Stored records:
━━━━━━━━

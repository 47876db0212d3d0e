use std::{
    fmt::{self, Debug, Display, Formatter},
    rc::Rc,
};

use crate::common::source::Source;

/// A `Span` refers to a section of a template source,
/// much like a `&str`, but with a reference to a `Source` rather than a `String`.
/// Tokens carry a `Span` so that errors can point at the offending directive.
#[derive(Clone, Eq, PartialEq)]
pub struct Span {
    source: Rc<Source>,
    offset: usize,
    length: usize,
}

impl Span {
    /// Create a new `Span` from a byte offset with a byte length.
    pub fn new(source: &Rc<Source>, offset: usize, length: usize) -> Span {
        Span {
            source: Rc::clone(source),
            offset,
            length,
        }
    }

    /// A `Span` that points at a specific point in the source.
    /// Has a length of `0`.
    pub fn point(source: &Rc<Source>, offset: usize) -> Span {
        Span::new(source, offset, 0)
    }

    pub fn offset(&self) -> usize {
        self.offset
    }

    /// Return the index of the end of the `Span`.
    pub fn end(&self) -> usize {
        self.offset + self.length
    }

    /// Returns the text a `Span` covers.
    pub fn contents(&self) -> String {
        self.source.contents[self.offset..self.end()].to_string()
    }

    /// The name of the entry this span was lexed from.
    pub fn name(&self) -> &str {
        &self.source.name
    }

    /// Zero-indexed line of a byte index.
    pub fn line(&self, index: usize) -> usize {
        self.source.contents[..index].matches('\n').count()
    }

    /// Zero-indexed column, in chars, of a byte index.
    pub fn col(&self, index: usize) -> usize {
        let before = &self.source.contents[..index];
        let line_start = before.rfind('\n').map_or(0, |n| n + 1);
        before[line_start..].chars().count()
    }

    /// Every source line touched by this span, carriage returns removed.
    pub fn lines(&self) -> Vec<String> {
        let start_line = self.line(self.offset);
        let end_line = self.line(self.end());
        self.source
            .contents
            .split('\n')
            .skip(start_line)
            .take(end_line - start_line + 1)
            .map(|line| line.replace('\r', ""))
            .collect()
    }

    pub fn format(&self) -> FormattedSpan {
        FormattedSpan {
            name: self.name().to_string(),
            start: self.line(self.offset),
            lines: self.lines(),
            start_col: self.col(self.offset),
            end_col: self.col(self.end()),
        }
    }
}

impl Debug for Span {
    fn fmt(&self, f: &mut Formatter<'_>) -> fmt::Result {
        f.debug_struct("Span")
            .field("contents", &self.contents())
            .field("start", &self.offset)
            .field("end", &self.end())
            .finish()
    }
}

impl Display for Span {
    /// Prints where the `Span` occurs in its entry:
    /// ```plain
    /// In greet:1:7
    ///   |
    /// 1 | Hello $(name
    ///   |       ^^
    /// ```
    fn fmt(&self, f: &mut Formatter<'_>) -> fmt::Result {
        write!(f, "{}", self.format())
    }
}

/// A span resolved to lines and columns, ready to be displayed.
pub struct FormattedSpan {
    pub name: String,
    pub start: usize,
    pub lines: Vec<String>,
    pub start_col: usize,
    pub end_col: usize,
}

impl FormattedSpan {
    pub fn is_multiline(&self) -> bool {
        self.lines.len() != 1
    }

    pub fn gutter_padding(&self) -> usize {
        (self.start + self.lines.len()).to_string().len()
    }

    /// If a single line span, returns the number of carets between cols.
    pub fn carets(&self) -> Option<usize> {
        if self.is_multiline() {
            None
        } else {
            Some(self.end_col.saturating_sub(self.start_col))
        }
    }
}

impl Display for FormattedSpan {
    fn fmt(&self, f: &mut Formatter<'_>) -> fmt::Result {
        let gutter = " ".repeat(self.gutter_padding());
        writeln!(f, "In {}:{}:{}", self.name, self.start + 1, self.start_col + 1)?;
        writeln!(f, "{} |", gutter)?;

        match self.carets() {
            Some(carets) => {
                let line_no = (self.start + 1).to_string();
                let padding = " ".repeat(self.gutter_padding() - line_no.len());
                writeln!(f, "{}{} | {}", line_no, padding, self.lines[0])?;
                writeln!(
                    f,
                    "{} | {}{}",
                    gutter,
                    " ".repeat(self.start_col),
                    "^".repeat(carets.max(1)),
                )?;
            },
            None => {
                for (index, line) in self.lines.iter().enumerate() {
                    let line_no = (self.start + index + 1).to_string();
                    let padding = " ".repeat(self.gutter_padding() - line_no.len());
                    writeln!(f, "{}{} > {}", line_no, padding, line)?;
                }
            },
        }

        Ok(())
    }
}

/// A wrapper for spanning types.
/// A lexed `Token` is carried around as a `Spanned<Token>`,
/// to remember the directive it came from.
#[derive(Debug, Clone, Eq, PartialEq)]
pub struct Spanned<T> {
    pub item: T,
    pub span: Span,
}

impl<T> Spanned<T> {
    /// Takes a generic item, and wraps in in a `Span` to make it `Spanned`.
    pub fn new(item: T, span: Span) -> Spanned<T> {
        Spanned { item, span }
    }
}
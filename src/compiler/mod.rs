//! This module contains the compiler implementation.
//!
//! Each step in the compiler pipeline turns one datatype into another.
//! loosely, starting with an `Entry` (name + template):
//!
//! 1. Expanded text: `rule.rs`
//! 2. Tokens:        `lex.rs`
//! 3. Instructions:  `gen.rs`, checking references with `link.rs`
//! 4. Bank:          `driver.rs`
//!
//! There is no tree between the tokens and the instructions,
//! conditionals are resolved by backpatching jumps as the tokens are walked.

pub mod config;
pub mod driver;
pub mod error;
pub mod gen;
pub mod lex;
pub mod link;
pub mod rule;

pub mod syntax;

pub use config::Config;
pub use driver::{Compilation, Compiler, Entry, Stats, Steps};
pub use error::CompileError;
pub use rule::expand;
pub use syntax::Syntax;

━━━━━━━━

* Work request:
Could you find every line in the records above that has the string "link" and copy it?

* Written reply:
//! 3. Instructions:  `gen.rs`, checking references with `link.rs`
pub mod link;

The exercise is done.